─── Working data ───

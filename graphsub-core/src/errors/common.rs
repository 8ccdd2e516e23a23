//! Common error utilities and GraphQL conversion
//!
//! Subscribe-time errors travel back to the client through the GraphQL
//! error channel, so they carry a structured `code` extension.
//!
//! # Examples
//!
//! ```rust
//! # #[cfg(feature = "graphql")]
//! # {
//! use graphsub::errors::{SubscribeError, ToGraphQLError};
//!
//! let err = SubscribeError::UnknownType("Spaceship".to_string());
//! let graphql_err = err.to_graphql_error();
//! assert_eq!(graphql_err.message, "Type 'Spaceship' cannot be subscribed to");
//! # }
//! ```

#[cfg(feature = "graphql")]
use async_graphql::{Error as GraphQLError, ErrorExtensions};

#[cfg(feature = "graphql")]
use super::*;

/// Convert domain errors to GraphQL errors with error codes
#[cfg(feature = "graphql")]
pub trait ToGraphQLError {
    /// Convert to GraphQL error with structured extensions
    fn to_graphql_error(&self) -> GraphQLError;
}

#[cfg(feature = "graphql")]
impl ToGraphQLError for SubscribeError {
    fn to_graphql_error(&self) -> GraphQLError {
        let code = self.error_code();
        let message = self.to_string();

        GraphQLError::new(message).extend_with(|_, e| {
            e.set("code", code);

            if let Some(field) = self.field() {
                e.set("field", field);
            }

            match self {
                SubscribeError::UnsupportedOperator { operator, kind, .. } => {
                    e.set("operator", operator.as_str());
                    e.set("kind", kind.as_str());
                }
                SubscribeError::UnknownType(type_name)
                | SubscribeError::UnknownField { type_name, .. }
                | SubscribeError::UnknownRelationshipField { type_name, .. } => {
                    e.set("type", type_name.as_str());
                }
                _ => {}
            }
        })
    }
}

#[cfg(feature = "graphql")]
impl ToGraphQLError for NormalizeError {
    fn to_graphql_error(&self) -> GraphQLError {
        let code = self.error_code();
        let message = self.to_string();

        GraphQLError::new(message).extend_with(|_, e| {
            e.set("code", code);
            if let NormalizeError::UnrecognizedOperation(tag) = self {
                e.set("operation", tag.as_str());
            }
        })
    }
}

#[cfg(feature = "graphql")]
impl ToGraphQLError for EngineError {
    fn to_graphql_error(&self) -> GraphQLError {
        match self {
            EngineError::Subscribe(err) => err.to_graphql_error(),
            EngineError::Normalize(err) => err.to_graphql_error(),
            other => {
                let code = other.error_code();
                GraphQLError::new(other.to_string()).extend_with(|_, e| e.set("code", code))
            }
        }
    }
}

#[cfg(all(test, feature = "graphql"))]
mod tests {
    use super::*;

    #[test]
    fn test_subscribe_error_extensions() {
        let err = SubscribeError::UnsupportedOperator {
            field: "releasedIn".to_string(),
            operator: "STARTS_WITH".to_string(),
            kind: "Int".to_string(),
        };
        let graphql_err = err.to_graphql_error();
        let extensions = graphql_err.extensions.expect("extensions");
        assert_eq!(
            extensions.get("code"),
            Some(&async_graphql::Value::from("VALIDATION_FAILED"))
        );
        assert_eq!(
            extensions.get("field"),
            Some(&async_graphql::Value::from("releasedIn"))
        );
    }

    #[test]
    fn test_engine_error_delegates() {
        let err = EngineError::Normalize(NormalizeError::UnrecognizedOperation("x".into()));
        let graphql_err = err.to_graphql_error();
        let extensions = graphql_err.extensions.expect("extensions");
        assert_eq!(
            extensions.get("code"),
            Some(&async_graphql::Value::from("CONFIGURATION_ERROR"))
        );
    }
}
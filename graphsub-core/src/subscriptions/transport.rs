use async_trait::async_trait;
use serde_json::Value;
use tokio::sync::mpsc;

use super::SubscriptionHandle;
use crate::errors::TransportError;

/// Outbound side of a client connection.
///
/// One transport may carry many subscriptions; the handle says which one a
/// payload belongs to. A delivery error closes that subscription only.
#[async_trait]
pub trait Transport: Send + Sync {
    async fn deliver(&self, handle: SubscriptionHandle, payload: Value) -> Result<(), TransportError>;

    /// Called once when a subscription on this transport is closed, whatever
    /// the reason
    async fn closed(&self, _handle: SubscriptionHandle) {}
}

/// Transport backed by a bounded channel; the receiving half is the
/// client's stream of payloads.
///
/// Dropping the receiver is how the client disconnects: the next delivery
/// fails with [`TransportError::Closed`] and the subscription is removed.
#[derive(Debug, Clone)]
pub struct ChannelTransport {
    sender: mpsc::Sender<(SubscriptionHandle, Value)>,
}

impl ChannelTransport {
    pub fn new(buffer_size: usize) -> (Self, mpsc::Receiver<(SubscriptionHandle, Value)>) {
        let (sender, receiver) = mpsc::channel(buffer_size.max(1));
        (Self { sender }, receiver)
    }
}

#[async_trait]
impl Transport for ChannelTransport {
    async fn deliver(&self, handle: SubscriptionHandle, payload: Value) -> Result<(), TransportError> {
        self.sender
            .send((handle, payload))
            .await
            .map_err(|_| TransportError::Closed)
    }
}
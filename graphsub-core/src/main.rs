use std::path::{Path, PathBuf};

use anyhow::{Context, Result};
use clap::{Parser, Subcommand};
use graphsub::events::RawMutationRecord;
use graphsub::replay::{replay, ReplaySubscription};
use graphsub::{EngineConfig, SchemaMetadata, TypeRegistry};
use tracing::{info, Level};
use tracing_subscriber::EnvFilter;

#[derive(Parser)]
#[clap(author, version, about)]
struct Cli {
    #[clap(short, long, global = true)]
    log_level: Option<String>,
    #[clap(subcommand)]
    command: Commands,
}

#[derive(Subcommand)]
enum Commands {
    /// Validate schema metadata and print a summary
    CheckSchema {
        #[clap(short, long)]
        schema: PathBuf,
    },
    /// Replay recorded mutation records against subscription documents and
    /// print every delivered payload as a JSON line
    Replay {
        #[clap(short, long)]
        schema: PathBuf,
        /// YAML or JSON list of `{ document, variables, operationName }`
        #[clap(long)]
        subscriptions: PathBuf,
        /// One raw mutation record per line
        #[clap(short, long)]
        events: PathBuf,
        /// Overrides GRAPHSUB_QUEUE_CAPACITY
        #[clap(long)]
        queue_capacity: Option<usize>,
    },
}

#[tokio::main]
async fn main() -> Result<()> {
    let args = Cli::parse();
    setup_logging(&args.log_level);

    match args.command {
        Commands::CheckSchema { schema } => {
            info!("Checking schema: {}", schema.display());
            let registry = load_schema(&schema)?;
            for concrete in registry.concrete_types() {
                println!(
                    "{} ({} fields, {} relationships)",
                    concrete.name,
                    concrete.fields.len(),
                    concrete.relationships.len()
                );
            }
        }
        Commands::Replay {
            schema,
            subscriptions,
            events,
            queue_capacity,
        } => {
            info!("Replaying {} against {}", events.display(), schema.display());
            let registry = load_schema(&schema)?;
            let subscriptions = load_subscriptions(&subscriptions)?;
            let records = load_events(&events)?;

            let mut config = EngineConfig::from_env();
            if let Some(capacity) = queue_capacity {
                config = config.with_queue_capacity(capacity);
            }

            let report = replay(registry, config, &subscriptions, records).await?;
            for payload in &report.payloads {
                println!("{}", serde_json::to_string(payload)?);
            }
            info!(
                "Delivered {} payloads, {} records rejected, stats: {}",
                report.payloads.len(),
                report.rejected,
                serde_json::to_string(&report.stats)?
            );
        }
    }

    Ok(())
}

fn load_schema(path: &Path) -> Result<TypeRegistry> {
    let metadata = SchemaMetadata::from_path(path)
        .with_context(|| format!("failed to load schema {}", path.display()))?;
    Ok(TypeRegistry::from_metadata(metadata)?)
}

fn load_subscriptions(path: &Path) -> Result<Vec<ReplaySubscription>> {
    let content = std::fs::read_to_string(path)
        .with_context(|| format!("failed to read {}", path.display()))?;
    // YAML is a superset of JSON
    serde_yaml::from_str(&content)
        .with_context(|| format!("failed to parse subscriptions in {}", path.display()))
}

fn load_events(path: &Path) -> Result<Vec<RawMutationRecord>> {
    let content = std::fs::read_to_string(path)
        .with_context(|| format!("failed to read {}", path.display()))?;
    content
        .lines()
        .enumerate()
        .filter(|(_, line)| !line.trim().is_empty())
        .map(|(index, line)| {
            serde_json::from_str(line)
                .with_context(|| format!("{}:{}: invalid mutation record", path.display(), index + 1))
        })
        .collect()
}

fn setup_logging(log_level: &Option<String>) {
    let log_level = match log_level
        .as_ref()
        .unwrap_or(&"info".to_string())
        .to_lowercase()
        .as_str()
    {
        "trace" => Level::TRACE,
        "debug" => Level::DEBUG,
        "info" => Level::INFO,
        "warn" => Level::WARN,
        "error" => Level::ERROR,
        _ => Level::INFO,
    };

    tracing_subscriber::fmt()
        .with_env_filter(EnvFilter::new(log_level.to_string()))
        .with_writer(std::io::stderr)
        .without_time()
        .init();
}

───

:: Problem to solve ::
Return a copy of every line in the records that includes the string "sender".

:: Task solution ::
    sender: mpsc::Sender<(SubscriptionHandle, Value)>,
        let (sender, receiver) = mpsc::channel(buffer_size.max(1));
        (Self { sender }, receiver)
        self.sender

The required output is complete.